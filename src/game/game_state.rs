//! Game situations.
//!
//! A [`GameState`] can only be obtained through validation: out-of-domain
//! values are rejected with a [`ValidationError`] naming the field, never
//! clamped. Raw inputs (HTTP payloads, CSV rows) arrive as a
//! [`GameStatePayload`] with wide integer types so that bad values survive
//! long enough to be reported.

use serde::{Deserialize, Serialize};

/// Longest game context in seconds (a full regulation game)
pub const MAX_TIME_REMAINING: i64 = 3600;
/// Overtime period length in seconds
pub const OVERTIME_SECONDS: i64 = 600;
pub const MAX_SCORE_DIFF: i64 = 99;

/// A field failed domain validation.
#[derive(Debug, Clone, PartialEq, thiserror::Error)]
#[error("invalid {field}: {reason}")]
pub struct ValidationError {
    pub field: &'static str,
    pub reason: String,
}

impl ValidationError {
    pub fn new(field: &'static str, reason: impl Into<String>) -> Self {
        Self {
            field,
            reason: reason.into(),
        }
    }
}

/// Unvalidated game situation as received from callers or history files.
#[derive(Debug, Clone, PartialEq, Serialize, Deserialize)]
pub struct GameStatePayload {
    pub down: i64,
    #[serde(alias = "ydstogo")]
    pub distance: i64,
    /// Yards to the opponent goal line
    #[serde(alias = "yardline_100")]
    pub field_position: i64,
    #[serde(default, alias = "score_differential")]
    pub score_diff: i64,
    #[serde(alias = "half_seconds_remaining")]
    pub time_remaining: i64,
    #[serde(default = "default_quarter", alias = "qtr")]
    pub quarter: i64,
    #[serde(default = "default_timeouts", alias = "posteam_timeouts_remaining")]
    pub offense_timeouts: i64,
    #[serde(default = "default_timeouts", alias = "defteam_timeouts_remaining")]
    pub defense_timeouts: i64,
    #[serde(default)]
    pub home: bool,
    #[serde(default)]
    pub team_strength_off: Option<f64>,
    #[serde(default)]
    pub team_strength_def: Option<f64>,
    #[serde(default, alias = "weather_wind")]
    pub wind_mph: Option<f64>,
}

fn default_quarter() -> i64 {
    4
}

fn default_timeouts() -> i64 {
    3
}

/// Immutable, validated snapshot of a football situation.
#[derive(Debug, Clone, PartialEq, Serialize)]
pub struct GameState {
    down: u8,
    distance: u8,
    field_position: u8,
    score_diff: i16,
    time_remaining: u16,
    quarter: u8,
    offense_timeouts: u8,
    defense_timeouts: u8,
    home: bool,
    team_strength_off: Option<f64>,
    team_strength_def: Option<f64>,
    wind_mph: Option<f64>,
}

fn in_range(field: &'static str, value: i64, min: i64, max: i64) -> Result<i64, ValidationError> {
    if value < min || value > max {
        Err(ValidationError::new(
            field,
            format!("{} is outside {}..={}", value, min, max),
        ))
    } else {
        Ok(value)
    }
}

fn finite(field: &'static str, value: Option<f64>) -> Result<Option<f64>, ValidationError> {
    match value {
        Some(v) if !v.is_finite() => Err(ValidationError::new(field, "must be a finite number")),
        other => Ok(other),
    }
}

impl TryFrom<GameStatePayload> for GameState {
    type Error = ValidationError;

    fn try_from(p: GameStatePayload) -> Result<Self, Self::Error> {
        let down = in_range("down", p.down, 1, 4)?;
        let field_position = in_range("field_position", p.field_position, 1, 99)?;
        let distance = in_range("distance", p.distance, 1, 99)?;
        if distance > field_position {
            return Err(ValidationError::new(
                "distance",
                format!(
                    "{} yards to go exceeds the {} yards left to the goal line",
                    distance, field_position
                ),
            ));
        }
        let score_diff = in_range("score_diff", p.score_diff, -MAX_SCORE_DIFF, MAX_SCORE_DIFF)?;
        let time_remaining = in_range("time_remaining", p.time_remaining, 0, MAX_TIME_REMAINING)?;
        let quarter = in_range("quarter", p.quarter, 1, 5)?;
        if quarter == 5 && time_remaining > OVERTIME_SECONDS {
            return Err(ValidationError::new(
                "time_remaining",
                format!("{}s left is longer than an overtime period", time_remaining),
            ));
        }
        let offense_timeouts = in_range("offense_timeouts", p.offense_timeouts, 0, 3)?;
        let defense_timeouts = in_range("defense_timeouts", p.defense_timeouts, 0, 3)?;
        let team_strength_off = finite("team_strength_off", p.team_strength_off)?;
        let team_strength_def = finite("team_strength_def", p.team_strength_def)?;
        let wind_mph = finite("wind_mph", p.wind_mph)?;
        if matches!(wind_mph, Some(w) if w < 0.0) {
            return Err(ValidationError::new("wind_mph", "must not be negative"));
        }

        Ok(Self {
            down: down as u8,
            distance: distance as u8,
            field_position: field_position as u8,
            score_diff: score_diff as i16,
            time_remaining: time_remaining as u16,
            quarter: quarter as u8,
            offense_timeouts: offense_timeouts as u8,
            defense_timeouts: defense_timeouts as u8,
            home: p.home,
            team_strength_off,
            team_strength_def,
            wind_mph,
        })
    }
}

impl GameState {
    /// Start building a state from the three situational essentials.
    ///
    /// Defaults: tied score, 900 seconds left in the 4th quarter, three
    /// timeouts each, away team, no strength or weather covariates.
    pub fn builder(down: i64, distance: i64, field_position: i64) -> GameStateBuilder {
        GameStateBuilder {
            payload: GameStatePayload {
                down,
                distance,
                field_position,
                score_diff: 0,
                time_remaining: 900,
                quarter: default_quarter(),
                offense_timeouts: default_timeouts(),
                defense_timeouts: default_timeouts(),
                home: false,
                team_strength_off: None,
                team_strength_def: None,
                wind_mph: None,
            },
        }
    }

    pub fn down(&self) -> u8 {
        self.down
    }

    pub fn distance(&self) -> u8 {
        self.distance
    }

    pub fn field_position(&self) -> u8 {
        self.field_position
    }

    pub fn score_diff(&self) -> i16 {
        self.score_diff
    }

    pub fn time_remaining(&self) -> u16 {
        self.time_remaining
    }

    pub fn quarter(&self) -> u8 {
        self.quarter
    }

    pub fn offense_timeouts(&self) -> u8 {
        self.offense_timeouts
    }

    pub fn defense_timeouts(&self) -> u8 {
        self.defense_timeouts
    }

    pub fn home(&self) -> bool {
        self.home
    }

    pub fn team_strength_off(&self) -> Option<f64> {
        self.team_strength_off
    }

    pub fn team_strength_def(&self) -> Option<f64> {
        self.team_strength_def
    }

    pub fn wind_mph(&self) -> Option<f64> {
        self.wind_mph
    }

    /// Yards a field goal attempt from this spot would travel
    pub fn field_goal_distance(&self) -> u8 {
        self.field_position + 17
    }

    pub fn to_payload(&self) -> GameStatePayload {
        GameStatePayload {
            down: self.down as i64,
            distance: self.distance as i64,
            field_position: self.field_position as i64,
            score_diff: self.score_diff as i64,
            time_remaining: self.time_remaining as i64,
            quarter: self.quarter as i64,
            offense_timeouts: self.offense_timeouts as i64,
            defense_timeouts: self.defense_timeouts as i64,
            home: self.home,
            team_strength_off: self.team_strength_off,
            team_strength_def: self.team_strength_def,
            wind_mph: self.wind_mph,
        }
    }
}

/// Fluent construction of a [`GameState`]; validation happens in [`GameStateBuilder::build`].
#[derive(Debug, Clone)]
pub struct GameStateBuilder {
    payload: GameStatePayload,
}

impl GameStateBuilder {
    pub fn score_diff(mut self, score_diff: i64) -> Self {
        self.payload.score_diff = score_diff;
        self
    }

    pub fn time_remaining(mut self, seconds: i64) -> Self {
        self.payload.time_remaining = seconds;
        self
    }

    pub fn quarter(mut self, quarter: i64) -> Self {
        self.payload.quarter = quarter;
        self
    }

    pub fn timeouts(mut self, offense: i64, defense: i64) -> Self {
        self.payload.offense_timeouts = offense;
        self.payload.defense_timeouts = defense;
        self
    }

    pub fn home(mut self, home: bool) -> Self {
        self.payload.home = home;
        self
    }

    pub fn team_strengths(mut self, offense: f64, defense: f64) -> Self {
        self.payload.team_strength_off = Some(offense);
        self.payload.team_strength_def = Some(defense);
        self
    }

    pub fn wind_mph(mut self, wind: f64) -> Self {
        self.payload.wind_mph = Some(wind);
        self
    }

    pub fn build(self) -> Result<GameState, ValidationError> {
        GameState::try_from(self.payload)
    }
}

---*---

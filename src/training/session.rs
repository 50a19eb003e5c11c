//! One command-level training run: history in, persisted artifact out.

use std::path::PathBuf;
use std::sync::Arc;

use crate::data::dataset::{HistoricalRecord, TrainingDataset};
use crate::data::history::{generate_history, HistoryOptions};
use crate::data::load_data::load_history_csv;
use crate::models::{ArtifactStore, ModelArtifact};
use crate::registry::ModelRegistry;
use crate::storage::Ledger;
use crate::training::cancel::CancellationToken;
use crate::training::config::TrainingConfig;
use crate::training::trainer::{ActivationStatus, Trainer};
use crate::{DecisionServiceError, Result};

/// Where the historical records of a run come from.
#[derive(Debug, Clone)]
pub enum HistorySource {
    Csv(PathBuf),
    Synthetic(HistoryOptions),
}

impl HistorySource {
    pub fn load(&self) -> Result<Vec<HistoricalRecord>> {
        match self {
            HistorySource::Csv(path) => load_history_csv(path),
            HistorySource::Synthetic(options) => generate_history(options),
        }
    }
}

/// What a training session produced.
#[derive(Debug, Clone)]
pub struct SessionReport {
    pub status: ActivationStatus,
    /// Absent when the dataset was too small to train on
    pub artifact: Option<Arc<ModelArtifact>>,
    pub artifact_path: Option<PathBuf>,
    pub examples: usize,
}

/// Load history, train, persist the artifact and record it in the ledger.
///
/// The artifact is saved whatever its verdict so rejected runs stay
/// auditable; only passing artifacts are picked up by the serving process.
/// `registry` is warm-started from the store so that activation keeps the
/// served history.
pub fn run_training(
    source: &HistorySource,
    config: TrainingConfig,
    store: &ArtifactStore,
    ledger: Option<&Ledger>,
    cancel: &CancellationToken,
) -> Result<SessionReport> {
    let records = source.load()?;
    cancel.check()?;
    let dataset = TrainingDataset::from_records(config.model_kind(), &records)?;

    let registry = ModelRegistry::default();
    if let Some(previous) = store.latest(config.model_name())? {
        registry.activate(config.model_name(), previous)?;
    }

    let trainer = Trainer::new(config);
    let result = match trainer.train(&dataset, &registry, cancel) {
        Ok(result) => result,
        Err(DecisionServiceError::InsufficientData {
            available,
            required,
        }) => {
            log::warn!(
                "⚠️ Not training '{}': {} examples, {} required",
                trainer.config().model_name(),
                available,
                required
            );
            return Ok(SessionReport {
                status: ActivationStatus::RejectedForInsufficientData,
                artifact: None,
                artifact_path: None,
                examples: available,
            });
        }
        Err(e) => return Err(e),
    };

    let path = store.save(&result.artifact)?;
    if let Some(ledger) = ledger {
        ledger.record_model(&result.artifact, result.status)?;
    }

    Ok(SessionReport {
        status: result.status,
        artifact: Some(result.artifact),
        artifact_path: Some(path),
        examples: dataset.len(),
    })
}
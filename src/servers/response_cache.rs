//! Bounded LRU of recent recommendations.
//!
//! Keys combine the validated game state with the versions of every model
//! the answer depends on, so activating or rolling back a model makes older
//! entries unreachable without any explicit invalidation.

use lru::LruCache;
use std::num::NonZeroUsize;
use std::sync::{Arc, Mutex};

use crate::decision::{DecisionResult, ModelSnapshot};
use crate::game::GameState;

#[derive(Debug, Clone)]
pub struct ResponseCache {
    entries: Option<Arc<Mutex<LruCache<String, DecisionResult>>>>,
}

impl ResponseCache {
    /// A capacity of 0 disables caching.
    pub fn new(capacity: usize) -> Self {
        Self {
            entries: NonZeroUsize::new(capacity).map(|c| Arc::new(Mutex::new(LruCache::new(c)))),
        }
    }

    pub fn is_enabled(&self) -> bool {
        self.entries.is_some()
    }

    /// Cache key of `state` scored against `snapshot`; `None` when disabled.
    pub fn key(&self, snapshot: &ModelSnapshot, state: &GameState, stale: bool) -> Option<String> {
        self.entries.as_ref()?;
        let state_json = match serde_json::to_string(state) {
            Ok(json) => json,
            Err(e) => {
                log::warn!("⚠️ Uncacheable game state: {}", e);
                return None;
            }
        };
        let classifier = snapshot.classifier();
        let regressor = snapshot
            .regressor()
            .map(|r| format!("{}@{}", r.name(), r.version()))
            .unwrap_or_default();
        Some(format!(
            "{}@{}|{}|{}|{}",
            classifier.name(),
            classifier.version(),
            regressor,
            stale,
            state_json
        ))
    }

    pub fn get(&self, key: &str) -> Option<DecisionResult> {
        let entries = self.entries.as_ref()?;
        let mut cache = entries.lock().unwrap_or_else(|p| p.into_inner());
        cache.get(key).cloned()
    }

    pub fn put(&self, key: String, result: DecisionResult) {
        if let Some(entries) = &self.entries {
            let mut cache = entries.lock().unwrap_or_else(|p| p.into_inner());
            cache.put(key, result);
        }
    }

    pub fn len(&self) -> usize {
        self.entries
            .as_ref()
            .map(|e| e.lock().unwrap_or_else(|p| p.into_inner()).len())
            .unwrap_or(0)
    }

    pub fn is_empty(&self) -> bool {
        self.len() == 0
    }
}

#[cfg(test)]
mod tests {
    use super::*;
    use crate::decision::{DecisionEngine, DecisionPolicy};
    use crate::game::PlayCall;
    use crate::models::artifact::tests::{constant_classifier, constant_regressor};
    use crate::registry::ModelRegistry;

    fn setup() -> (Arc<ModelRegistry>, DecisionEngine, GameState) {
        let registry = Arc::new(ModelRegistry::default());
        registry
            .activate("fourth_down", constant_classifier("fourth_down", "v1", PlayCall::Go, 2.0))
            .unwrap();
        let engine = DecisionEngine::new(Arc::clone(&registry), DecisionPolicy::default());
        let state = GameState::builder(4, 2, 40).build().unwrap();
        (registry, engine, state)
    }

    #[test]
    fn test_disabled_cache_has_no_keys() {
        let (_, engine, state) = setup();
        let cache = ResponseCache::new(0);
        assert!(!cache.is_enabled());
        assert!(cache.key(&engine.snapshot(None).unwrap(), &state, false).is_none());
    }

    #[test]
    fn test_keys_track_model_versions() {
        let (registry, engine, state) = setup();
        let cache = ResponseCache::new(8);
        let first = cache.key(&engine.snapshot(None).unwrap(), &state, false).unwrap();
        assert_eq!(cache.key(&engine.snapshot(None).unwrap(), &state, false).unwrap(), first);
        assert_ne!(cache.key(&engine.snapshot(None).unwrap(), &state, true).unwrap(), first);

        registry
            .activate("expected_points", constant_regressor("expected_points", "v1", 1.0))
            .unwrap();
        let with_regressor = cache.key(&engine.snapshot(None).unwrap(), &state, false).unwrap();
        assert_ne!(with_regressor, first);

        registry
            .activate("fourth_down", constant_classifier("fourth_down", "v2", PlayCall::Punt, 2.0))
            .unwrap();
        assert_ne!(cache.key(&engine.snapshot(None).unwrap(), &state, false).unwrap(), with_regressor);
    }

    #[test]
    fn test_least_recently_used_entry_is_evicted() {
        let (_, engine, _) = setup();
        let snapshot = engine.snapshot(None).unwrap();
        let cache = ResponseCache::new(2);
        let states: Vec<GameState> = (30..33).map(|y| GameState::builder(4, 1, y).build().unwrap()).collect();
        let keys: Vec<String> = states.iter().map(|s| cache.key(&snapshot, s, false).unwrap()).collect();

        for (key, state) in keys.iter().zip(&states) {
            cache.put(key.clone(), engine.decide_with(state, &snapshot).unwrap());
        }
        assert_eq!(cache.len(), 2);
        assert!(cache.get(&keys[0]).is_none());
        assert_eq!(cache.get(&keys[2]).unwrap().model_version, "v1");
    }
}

---*---

### WHAT THE EXERCISE ASKS
Set down, exactly as they appear above, all lines from the one that has "filename src/game/game_state.rs" down to the one that has "pub const MAX_SCORE_DIFF: i64 = 99;", including those two and no others.

### THE COMPLETED TASK
filename src/game/game_state.rs
//! Game situations.
//!
//! A [`GameState`] can only be obtained through validation: out-of-domain
//! values are rejected with a [`ValidationError`] naming the field, never
//! clamped. Raw inputs (HTTP payloads, CSV rows) arrive as a
//! [`GameStatePayload`] with wide integer types so that bad values survive
//! long enough to be reported.

use serde::{Deserialize, Serialize};

/// Longest game context in seconds (a full regulation game)
pub const MAX_TIME_REMAINING: i64 = 3600;
/// Overtime period length in seconds
pub const OVERTIME_SECONDS: i64 = 600;
pub const MAX_SCORE_DIFF: i64 = 99;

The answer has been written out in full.